Within the material below, count how many lines contain "surfaces". Answer with only that number.

___ Material for this exercise ___

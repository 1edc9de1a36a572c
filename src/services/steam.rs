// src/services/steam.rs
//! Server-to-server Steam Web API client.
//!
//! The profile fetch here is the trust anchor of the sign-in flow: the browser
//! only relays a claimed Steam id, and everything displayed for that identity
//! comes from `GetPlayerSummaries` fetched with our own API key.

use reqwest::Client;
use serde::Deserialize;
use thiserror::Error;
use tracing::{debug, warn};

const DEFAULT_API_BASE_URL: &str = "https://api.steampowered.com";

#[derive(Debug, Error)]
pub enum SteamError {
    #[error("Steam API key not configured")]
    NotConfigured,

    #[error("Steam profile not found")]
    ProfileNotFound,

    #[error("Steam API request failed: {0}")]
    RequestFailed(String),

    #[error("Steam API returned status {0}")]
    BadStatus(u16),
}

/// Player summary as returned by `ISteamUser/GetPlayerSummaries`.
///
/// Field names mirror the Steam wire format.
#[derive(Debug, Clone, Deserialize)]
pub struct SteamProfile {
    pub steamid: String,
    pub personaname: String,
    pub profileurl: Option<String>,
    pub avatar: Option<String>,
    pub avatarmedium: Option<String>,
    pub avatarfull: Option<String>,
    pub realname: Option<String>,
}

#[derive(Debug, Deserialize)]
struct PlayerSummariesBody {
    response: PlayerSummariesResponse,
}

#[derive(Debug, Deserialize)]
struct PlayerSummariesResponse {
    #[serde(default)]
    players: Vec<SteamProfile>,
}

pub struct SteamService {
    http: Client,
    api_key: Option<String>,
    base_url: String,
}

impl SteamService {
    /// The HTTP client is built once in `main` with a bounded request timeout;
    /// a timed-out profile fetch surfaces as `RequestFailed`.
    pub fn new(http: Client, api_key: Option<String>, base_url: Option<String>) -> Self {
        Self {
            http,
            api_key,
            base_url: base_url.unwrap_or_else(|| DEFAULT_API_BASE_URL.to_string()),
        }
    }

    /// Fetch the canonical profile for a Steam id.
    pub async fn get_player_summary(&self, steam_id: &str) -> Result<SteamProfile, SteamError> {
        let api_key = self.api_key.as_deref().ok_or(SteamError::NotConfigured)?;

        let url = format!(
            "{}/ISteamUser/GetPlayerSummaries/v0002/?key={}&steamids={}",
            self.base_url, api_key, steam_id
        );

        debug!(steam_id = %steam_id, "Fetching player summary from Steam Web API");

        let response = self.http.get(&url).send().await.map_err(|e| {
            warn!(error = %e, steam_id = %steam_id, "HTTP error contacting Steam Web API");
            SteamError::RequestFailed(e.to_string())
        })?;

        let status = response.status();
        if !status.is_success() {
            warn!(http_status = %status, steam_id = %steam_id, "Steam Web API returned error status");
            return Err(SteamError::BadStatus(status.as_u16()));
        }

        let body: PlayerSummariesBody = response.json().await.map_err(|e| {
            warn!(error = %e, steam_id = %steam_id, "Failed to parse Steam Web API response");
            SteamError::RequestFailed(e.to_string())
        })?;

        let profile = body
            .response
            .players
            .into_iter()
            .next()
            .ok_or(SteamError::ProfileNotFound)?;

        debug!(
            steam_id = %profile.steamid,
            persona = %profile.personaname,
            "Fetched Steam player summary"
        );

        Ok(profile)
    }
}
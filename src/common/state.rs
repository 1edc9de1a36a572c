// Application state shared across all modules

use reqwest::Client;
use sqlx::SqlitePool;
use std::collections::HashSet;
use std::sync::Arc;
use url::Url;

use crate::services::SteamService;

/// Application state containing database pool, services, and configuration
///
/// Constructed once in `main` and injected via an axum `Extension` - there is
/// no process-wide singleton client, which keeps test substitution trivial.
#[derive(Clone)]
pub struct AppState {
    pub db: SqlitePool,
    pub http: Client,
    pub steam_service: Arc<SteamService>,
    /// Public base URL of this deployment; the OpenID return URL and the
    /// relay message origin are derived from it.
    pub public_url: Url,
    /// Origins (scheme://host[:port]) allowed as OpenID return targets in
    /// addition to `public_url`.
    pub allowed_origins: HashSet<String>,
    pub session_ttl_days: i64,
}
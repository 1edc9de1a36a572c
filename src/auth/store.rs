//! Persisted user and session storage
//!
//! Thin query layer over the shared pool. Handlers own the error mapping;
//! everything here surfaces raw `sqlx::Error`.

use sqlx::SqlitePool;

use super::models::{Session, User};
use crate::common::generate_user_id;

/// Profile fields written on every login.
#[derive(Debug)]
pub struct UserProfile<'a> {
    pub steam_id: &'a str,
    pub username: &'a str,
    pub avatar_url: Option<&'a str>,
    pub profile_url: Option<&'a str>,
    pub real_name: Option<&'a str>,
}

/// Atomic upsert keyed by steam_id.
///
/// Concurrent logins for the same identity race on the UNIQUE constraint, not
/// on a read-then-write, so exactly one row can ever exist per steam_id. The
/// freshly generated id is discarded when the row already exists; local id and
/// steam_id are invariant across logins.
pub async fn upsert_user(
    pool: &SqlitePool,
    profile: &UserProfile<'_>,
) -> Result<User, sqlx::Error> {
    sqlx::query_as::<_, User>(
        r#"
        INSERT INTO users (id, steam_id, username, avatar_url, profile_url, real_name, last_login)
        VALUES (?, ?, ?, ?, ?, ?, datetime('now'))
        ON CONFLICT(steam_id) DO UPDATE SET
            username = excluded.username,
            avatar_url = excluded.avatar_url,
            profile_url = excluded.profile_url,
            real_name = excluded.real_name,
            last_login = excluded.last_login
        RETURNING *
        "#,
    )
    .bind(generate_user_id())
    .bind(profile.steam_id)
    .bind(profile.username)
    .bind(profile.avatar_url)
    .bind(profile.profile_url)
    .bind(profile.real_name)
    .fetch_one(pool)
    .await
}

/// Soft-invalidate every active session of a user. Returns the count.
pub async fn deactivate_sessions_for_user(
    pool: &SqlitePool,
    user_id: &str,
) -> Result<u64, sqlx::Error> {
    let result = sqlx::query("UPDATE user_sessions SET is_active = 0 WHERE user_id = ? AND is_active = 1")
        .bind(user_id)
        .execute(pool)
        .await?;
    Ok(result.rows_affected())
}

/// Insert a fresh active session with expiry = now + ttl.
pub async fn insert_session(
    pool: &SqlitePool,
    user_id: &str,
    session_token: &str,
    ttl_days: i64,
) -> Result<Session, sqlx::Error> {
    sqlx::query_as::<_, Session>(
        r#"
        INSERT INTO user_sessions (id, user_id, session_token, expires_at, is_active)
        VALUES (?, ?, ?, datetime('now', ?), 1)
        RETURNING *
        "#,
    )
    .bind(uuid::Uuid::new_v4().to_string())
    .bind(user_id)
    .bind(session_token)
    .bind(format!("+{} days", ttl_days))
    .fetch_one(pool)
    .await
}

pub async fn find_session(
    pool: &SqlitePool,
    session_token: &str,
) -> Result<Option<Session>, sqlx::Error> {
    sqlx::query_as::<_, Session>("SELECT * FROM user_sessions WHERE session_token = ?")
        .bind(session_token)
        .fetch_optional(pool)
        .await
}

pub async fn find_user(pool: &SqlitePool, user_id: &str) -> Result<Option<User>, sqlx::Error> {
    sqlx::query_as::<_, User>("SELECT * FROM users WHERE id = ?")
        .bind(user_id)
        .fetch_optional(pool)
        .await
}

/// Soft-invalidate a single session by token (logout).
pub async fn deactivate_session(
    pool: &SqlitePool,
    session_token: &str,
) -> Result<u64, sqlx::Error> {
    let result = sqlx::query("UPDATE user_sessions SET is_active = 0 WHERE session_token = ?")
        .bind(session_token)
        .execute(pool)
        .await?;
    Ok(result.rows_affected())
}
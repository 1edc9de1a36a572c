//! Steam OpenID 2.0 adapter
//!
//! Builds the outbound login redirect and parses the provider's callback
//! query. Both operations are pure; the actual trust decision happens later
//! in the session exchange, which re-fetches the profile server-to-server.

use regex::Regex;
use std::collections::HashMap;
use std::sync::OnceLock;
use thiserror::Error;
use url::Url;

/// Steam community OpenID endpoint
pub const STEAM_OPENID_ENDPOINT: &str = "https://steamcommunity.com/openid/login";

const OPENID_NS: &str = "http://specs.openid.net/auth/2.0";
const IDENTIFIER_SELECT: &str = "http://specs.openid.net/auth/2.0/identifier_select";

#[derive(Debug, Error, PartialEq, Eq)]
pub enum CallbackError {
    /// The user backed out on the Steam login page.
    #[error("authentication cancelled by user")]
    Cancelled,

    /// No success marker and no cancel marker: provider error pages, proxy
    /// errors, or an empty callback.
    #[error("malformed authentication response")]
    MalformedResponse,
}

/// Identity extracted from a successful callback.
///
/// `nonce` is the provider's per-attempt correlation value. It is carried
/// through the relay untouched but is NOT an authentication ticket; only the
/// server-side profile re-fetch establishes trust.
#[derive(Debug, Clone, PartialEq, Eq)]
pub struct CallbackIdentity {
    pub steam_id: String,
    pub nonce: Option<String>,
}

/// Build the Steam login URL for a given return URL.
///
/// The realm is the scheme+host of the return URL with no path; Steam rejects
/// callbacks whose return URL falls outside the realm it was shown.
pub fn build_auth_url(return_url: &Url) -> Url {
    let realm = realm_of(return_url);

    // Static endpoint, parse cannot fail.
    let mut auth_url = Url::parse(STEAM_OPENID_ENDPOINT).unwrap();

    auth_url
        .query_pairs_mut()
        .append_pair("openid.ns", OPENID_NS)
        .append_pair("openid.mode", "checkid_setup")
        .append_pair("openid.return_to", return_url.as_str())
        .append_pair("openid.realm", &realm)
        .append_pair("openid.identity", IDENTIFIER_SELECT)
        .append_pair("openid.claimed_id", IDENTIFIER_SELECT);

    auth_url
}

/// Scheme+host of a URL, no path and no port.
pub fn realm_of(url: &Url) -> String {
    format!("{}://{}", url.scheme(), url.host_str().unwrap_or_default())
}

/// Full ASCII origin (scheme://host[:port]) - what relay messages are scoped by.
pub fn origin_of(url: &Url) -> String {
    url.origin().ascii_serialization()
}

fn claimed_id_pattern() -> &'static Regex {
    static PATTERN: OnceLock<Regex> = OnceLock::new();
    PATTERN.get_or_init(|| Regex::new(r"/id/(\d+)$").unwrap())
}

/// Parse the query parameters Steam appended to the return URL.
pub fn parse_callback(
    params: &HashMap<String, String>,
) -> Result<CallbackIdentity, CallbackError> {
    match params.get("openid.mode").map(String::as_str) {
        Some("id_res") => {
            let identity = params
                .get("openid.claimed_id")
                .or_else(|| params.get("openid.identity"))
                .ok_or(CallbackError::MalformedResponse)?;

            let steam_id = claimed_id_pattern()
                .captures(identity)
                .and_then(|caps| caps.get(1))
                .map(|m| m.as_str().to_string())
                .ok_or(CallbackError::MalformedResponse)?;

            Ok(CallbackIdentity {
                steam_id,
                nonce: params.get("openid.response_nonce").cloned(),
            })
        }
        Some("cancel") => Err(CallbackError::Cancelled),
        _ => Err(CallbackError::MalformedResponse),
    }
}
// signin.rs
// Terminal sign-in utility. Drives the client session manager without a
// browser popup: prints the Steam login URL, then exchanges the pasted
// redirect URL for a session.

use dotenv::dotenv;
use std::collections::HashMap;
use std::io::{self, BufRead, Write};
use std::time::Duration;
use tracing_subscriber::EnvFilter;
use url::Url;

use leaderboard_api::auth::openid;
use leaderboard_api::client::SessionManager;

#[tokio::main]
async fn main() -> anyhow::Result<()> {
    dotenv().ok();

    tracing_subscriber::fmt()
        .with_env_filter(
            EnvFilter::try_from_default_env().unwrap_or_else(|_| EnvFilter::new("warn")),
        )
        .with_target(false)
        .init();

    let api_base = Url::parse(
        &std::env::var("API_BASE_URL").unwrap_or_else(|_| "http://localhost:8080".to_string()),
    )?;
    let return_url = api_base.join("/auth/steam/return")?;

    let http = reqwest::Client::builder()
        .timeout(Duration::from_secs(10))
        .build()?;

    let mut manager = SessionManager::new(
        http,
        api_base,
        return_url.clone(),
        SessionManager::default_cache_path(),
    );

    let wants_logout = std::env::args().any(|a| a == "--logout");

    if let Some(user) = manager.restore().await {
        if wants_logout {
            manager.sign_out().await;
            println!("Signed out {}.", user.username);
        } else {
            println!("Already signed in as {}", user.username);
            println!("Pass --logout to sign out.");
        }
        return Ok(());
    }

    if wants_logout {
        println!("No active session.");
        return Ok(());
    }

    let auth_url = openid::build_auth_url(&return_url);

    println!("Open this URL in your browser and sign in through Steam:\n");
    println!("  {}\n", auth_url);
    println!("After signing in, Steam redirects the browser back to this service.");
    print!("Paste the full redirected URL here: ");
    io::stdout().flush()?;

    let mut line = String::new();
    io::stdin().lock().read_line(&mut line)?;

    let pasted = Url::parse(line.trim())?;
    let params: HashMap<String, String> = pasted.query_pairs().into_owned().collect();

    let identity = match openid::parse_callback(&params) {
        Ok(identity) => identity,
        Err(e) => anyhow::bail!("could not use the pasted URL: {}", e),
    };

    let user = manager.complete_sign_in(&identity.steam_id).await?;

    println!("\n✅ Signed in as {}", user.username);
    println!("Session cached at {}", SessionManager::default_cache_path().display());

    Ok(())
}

___

* Expected answer *
2